9 novembre 2022

Delphine et Carole, insoumuses, un film hommage

Un jour, en passant devant le Cinématographe, mon regard est attiré par la très belle affiche du cycle consacré à Delphine Seyrig. Quelques semaines plus tard, je vois qu’il est proposé sur la liste du Blog des spectateurs. La place étant encore vacante, je me suis hâté de m’inscrire afin de pouvoir me replonger dans la filmographie de cette actrice et réalisatrice qui me fascine.

J’ai découvert D. Seyrig dans Peau d’âne, film culte de mon enfance, que j’ai visionné de nombreuses fois. Sa voix chaude et grave m’a marquée. C’était le seul film que j’avais vu avec elle jusqu’à ce que, des années plus tard, en licence de cinéma, une de mes profs nous propose de faire un dossier sur l’un.e des vidéastes de la liste. Que des hommes excepté une : Carole Roussopoulos. Mon âme de féministe s’est mise à vibrer, je la choisis immédiatement.

C’est alors que je me suis mise à explorer l’œuvre de cette pionnière de la vidéo, qui souhaitait donner la parole aux femmes, utilisant la vidéo comme outil politique, outil de lutte et d’expression. J’ai emprunté les quelques films de Carole à la BU et c’est là que je pris connaissance du travail de Seyrig en tant que réalisatrice.

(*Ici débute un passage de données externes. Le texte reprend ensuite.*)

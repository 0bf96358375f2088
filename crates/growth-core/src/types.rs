//! Fundamental geometric and simulation types.

use glam::DVec3;
use serde::{Deserialize, Serialize};

/// Simulation time tracking.
#[derive(Debug, Clone, Copy, Default, Serialize, Deserialize)]
pub struct SimTime {
    /// Current tick number (increments by 1 each tick).
    pub tick: u64,
    /// Elapsed simulation time in seconds.
    pub elapsed_secs: f64,
}

impl SimTime {
    /// Seconds per tick at the default tick rate.
    pub fn dt(&self) -> f64 {
        1.0 / crate::constants::TICK_RATE as f64
    }

    /// Advance by one tick.
    pub fn advance(&mut self) {
        self.tick += 1;
        self.elapsed_secs += self.dt();
    }
}

/// Host-assigned identity of a living target (player, mob, ...).
#[derive(Debug, Clone, Copy, PartialEq, Eq, PartialOrd, Ord, Hash, Serialize, Deserialize)]
pub struct TargetId(pub u64);

impl std::fmt::Display for TargetId {
    fn fmt(&self, f: &mut std::fmt::Formatter<'_>) -> std::fmt::Result {
        write!(f, "T{}", self.0)
    }
}

/// A living entity returned by the host's spatial query.
#[derive(Debug, Clone, Copy, PartialEq, Serialize, Deserialize)]
pub struct Target {
    pub id: TargetId,
    pub position: DVec3,
    pub alive: bool,
    pub spectator: bool,
}

impl Target {
    pub fn new(id: u64, position: DVec3) -> Self {
        Self {
            id: TargetId(id),
            position,
            alive: true,
            spectator: false,
        }
    }

    /// Whether the simulation may act on this target at all.
    pub fn is_affectable(&self) -> bool {
        self.alive && !self.spectator
    }
}

/// Item held by whoever requests a manual arm.
#[derive(Debug, Clone, PartialEq, Eq, Serialize, Deserialize)]
pub struct HeldItem {
    pub item_id: String,
    pub count: u32,
}

impl HeldItem {
    pub fn new(item_id: impl Into<String>, count: u32) -> Self {
        Self {
            item_id: item_id.into(),
            count,
        }
    }
}

/// Axis-aligned box used for both outline and collision geometry.
#[derive(Debug, Clone, Copy, PartialEq, Serialize, Deserialize)]
pub struct Shape {
    pub min: DVec3,
    pub max: DVec3,
}

impl Shape {
    pub const EMPTY: Shape = Shape {
        min: DVec3::ZERO,
        max: DVec3::ZERO,
    };

    /// Cube of side `size` centered on `center`.
    pub fn cube(center: DVec3, size: f64) -> Self {
        let half = DVec3::splat(size.max(0.0) * 0.5);
        Self {
            min: center - half,
            max: center + half,
        }
    }

    pub fn is_empty(&self) -> bool {
        self.min.cmpge(self.max).any()
    }

    pub fn size(&self) -> DVec3 {
        (self.max - self.min).max(DVec3::ZERO)
    }

    pub fn center(&self) -> DVec3 {
        (self.min + self.max) * 0.5
    }

    pub fn inflate(&self, amount: f64) -> Self {
        if self.is_empty() {
            return *self;
        }
        Self {
            min: self.min - DVec3::splat(amount),
            max: self.max + DVec3::splat(amount),
        }
    }

    pub fn contains(&self, point: DVec3) -> bool {
        !self.is_empty() && point.cmpge(self.min).all() && point.cmple(self.max).all()
    }
}

impl Default for Shape {
    fn default() -> Self {
        Self::EMPTY
    }
}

Delphine et Carole, insoumuses est un film réalisé par la petite-fille de Carole, Callisto McNulty. Il met en lumière ces deux figures du féminisme qui m’inspirent tant. Il m’a permis de replonger avec bonheur dans des vidéos que je n’avais pas vues depuis plus de dix ans telles que « SCUM Manifesto », « Maso et Miso vont en bateau » (qui tourne en dérision Françoise Giroud, alors secrétaire d’Etat à la condition féminine lors d’une émission de télé consacrée à « l’année de la femme ») ou encore le fameux « Y a qu’à pas baiser » où l’on voit une vieille dame répondre avec un sourire mutin, pendant une manifestation pour le droit à l’avortement : « Y a qu’à pas baiser ! ».

On y retrouve aussi des extraits d’interviews de Carole et Delphine, d’extraits de films de Delphine Seyrig, dont certains que l’on peut retrouver au Cinématographe actuellement, et d’autres que j’ai très envie de voir comme celui réalisé par Delphine, « Sois belle et tais-toi ». Elle y interroge différentes actrices, américaines et françaises, à propos de la misogynie au cinéma, le traitement qui est fait aux actrices ainsi que les injonctions sur leur apparence. Jane Fonda, à qui on demandait de se mettre des faux seins parce qu’on jugeait les siens trop petits par exemple ou à qui on a dit qu’avec son nez, elle ne pourrait jamais jouer les tragédiennes. Ce genre de propos qui fait bondir.

Ce film est bien réalisé, il est fluide et riche en extraits. C’est un vibrant hommage à la sororité qui nourrit le travail des deux vidéastes, qui en est même le moteur. Je pense par exemple à l’occupation d’une église par des prostituées à Lyon où Carole a réussi à rentrer dans l’église, afin d’échanger avec ces femmes sur leurs revendications et a permis de faire entendre leurs voix en installant des petites télés à l’extérieur de l’église sans les mettre en danger.

Il met aussi en lumière la belle amitié qui reliait Delphine et Carole.

Les nombreux extraits d’interviews de Delphine Seyrig m’ont permis de mieux connaître l’actrice et son rapport au féminisme, de percer un peu mieux ce mystère qui l’entoure, elle qui me semblait dégager une aura mystique, et également de me délecter d’une interview sans fard de Carole Roussopoulos, toujours une clope à la main.

Je conseille donc ce film à celles et ceux qui voudraient découvrir l’engagement de ces deux femmes et amies, ou à celles et ceux qui comme moi souhaitent retrouver le travail et les œuvres de ces deux artistes, féministes de terrain.

Il suscitera, c’est certain, votre curiosité afin d’aller plonger dans les nombreuses vidéos des Insoumuses et viendra éveiller votre envie de rejoindre la lutte pour les droits des femmes, si ce n’est pas déjà le cas.